James ya no pudo sostenerle la mirada.

—¿Crees que yo estaría bien?

¿Que seguiría como si nada hubiera pasado?

—Soltó una carcajada y negó con la cabeza—.

Si alguna vez haces una estupidez tan grande, James… te juro que yo mismo te arrastraré de vuelta del puto infierno.

Silencio.

James exhaló, pero el aire salió entrecortado, irregular.

Sus labios se entreabrieron como si quisiera decir algo, pero no brotó ninguna palabra.

Héctor se giró, tomando una profunda bocanada de aire.

Necesitaba calmarse.

Sentía el pecho oprimido y las manos todavía le temblaban.

Tras lo que pareció una eternidad, James por fin habló.

—Es solo que… no sé.

A veces siento que nada de lo que hago importa.

Que da igual cuánto poder tenga, nunca es suficiente.

No pude salvar a Rafael.

Y un día… un día, no podré salvar a Mamá, ni a Bella, ni a Charlotte.

Y cuando llegue ese día… ¿qué sentido habrá tenido todo?

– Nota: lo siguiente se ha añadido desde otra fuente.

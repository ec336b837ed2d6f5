//! Mark-to-market portfolio summary.

use rust_decimal::Decimal;
use serde::Serialize;

use super::account::Account;

#[derive(Debug, Clone, PartialEq, Serialize)]
pub struct HoldingRow {
    pub symbol: String,
    pub quantity: u64,
    pub avg_price: Decimal,
    pub current_price: Decimal,
    /// current_price * quantity, to cents
    pub value: Decimal,
    /// unrealized, to cents
    pub profit_loss: Decimal,
}

#[derive(Debug, Clone, PartialEq, Serialize)]
pub struct PortfolioStats {
    pub portfolio_value: Decimal,
    pub cash_balance: Decimal,
    pub total_shares: u64,
    pub total_assets: usize,
    pub net_profit_loss: Decimal,
    pub breakdown: Vec<HoldingRow>,
}

impl PortfolioStats {
    /// Cash plus market value of holdings.
    pub fn total_equity(&self) -> Decimal {
        self.cash_balance + self.portfolio_value
    }
}

/// Value every open position at the price `current_price` reports for it.
pub fn portfolio_stats<F>(account: &Account, mut current_price: F) -> PortfolioStats
where
    F: FnMut(&str) -> Decimal,
{
    let breakdown: Vec<HoldingRow> = account
        .positions()
        .values()
        .map(|pos| {
            let price = current_price(pos.symbol());
            HoldingRow {
                symbol: pos.symbol().to_string(),
                quantity: pos.quantity(),
                avg_price: pos.avg_price(),
                current_price: price,
                value: pos.market_value(price).round_dp(2),
                profit_loss: pos.unrealized_pnl(price).round_dp(2),
            }
        })
        .collect();

    PortfolioStats {
        portfolio_value: breakdown.iter().map(|r| r.value).sum(),
        cash_balance: account.cash_balance(),
        total_shares: breakdown.iter().map(|r| r.quantity).sum(),
        total_assets: breakdown.len(),
        net_profit_loss: breakdown.iter().map(|r| r.profit_loss).sum::<Decimal>().round_dp(2),
        breakdown,
    }
}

Héctor respiró hondo, y su propia ira fue dando paso lentamente a otra cosa, algo igual de doloroso.

—Siempre actúas como si cargaras con el peso del puto mundo sobre los hombros, pero no tienes por qué hacerlo solo.

Tienes gente a tu lado, James.

Gente que te sigue, y no solo porque te teman, sino porque te respetan.

—Su mirada se ensombreció—.

Porque yo te respeto.

James no respondió.

Se limitó a lamer su helado durante un rato y luego habló.

—Vaya charla sentimental que acabas de soltar, Héctor.

Me gusta que tengas la audacia de levantarme la voz.

—James soltó una risita antes de que su expresión se ensombreciera—.

¿Recuerdas cuando casi me mato con aquella pistola que se encasquilló?

Héctor asintió.

—Sabes, yo creo en la Muerte porque nunca duda, nunca muestra piedad.

Pero en ese momento… ¿sabes qué pasó?

—¿Qué?

—La Muerte susurró: «Tu hora aún no ha llegado, James Bellini».

—Sonrió, pero la sonrisa no le llegó a los ojos—.

Me han disparado varias veces, he caído en coma y, aun así, la Muerte volvió a rechazarme.

Estoy empezando a creer que está jugando conmigo, gastándome una broma cruel.

Algo como: «Mira cómo sufre».

—Su sonrisa se desvaneció y su mirada se volvió distante—.

Pero…
De repente, sonó el teléfono de Héctor, impidiendo que James dijera lo que quería decir.

Sacó el teléfono del bolsillo y, al mirar la pantalla, vio que era Bella.

Contestó y le pasó el teléfono a James.

—¿Sí?

—James… —la voz de Bella denotaba preocupación—.

Tu padre está aquí.

—¿Mi padre?

—Acaba de aparecer.

¿El hombre que los había abandonado, a él, a Rafael, a su madre, se atrevía a volver arrastrándose después de todos estos años?

¿Justo ahora?

—No hagas nada.

Yo mismo me encargaré de él.

Bella titubeó.

—James, no creo que…
Clic.

James colgó y le devolvió el teléfono a Héctor.

Pero este vio la furia en los ojos de James.

—James…
—Ah, no me mires así, Héctor —su voz era grave y controlada, pero era mentira…; estaba de todo menos bajo control—.

No voy a matarlo.

Caminó hacia la puerta y se giró para mirar atrás.

—Pero haré que se arrepienta de haber vuelto.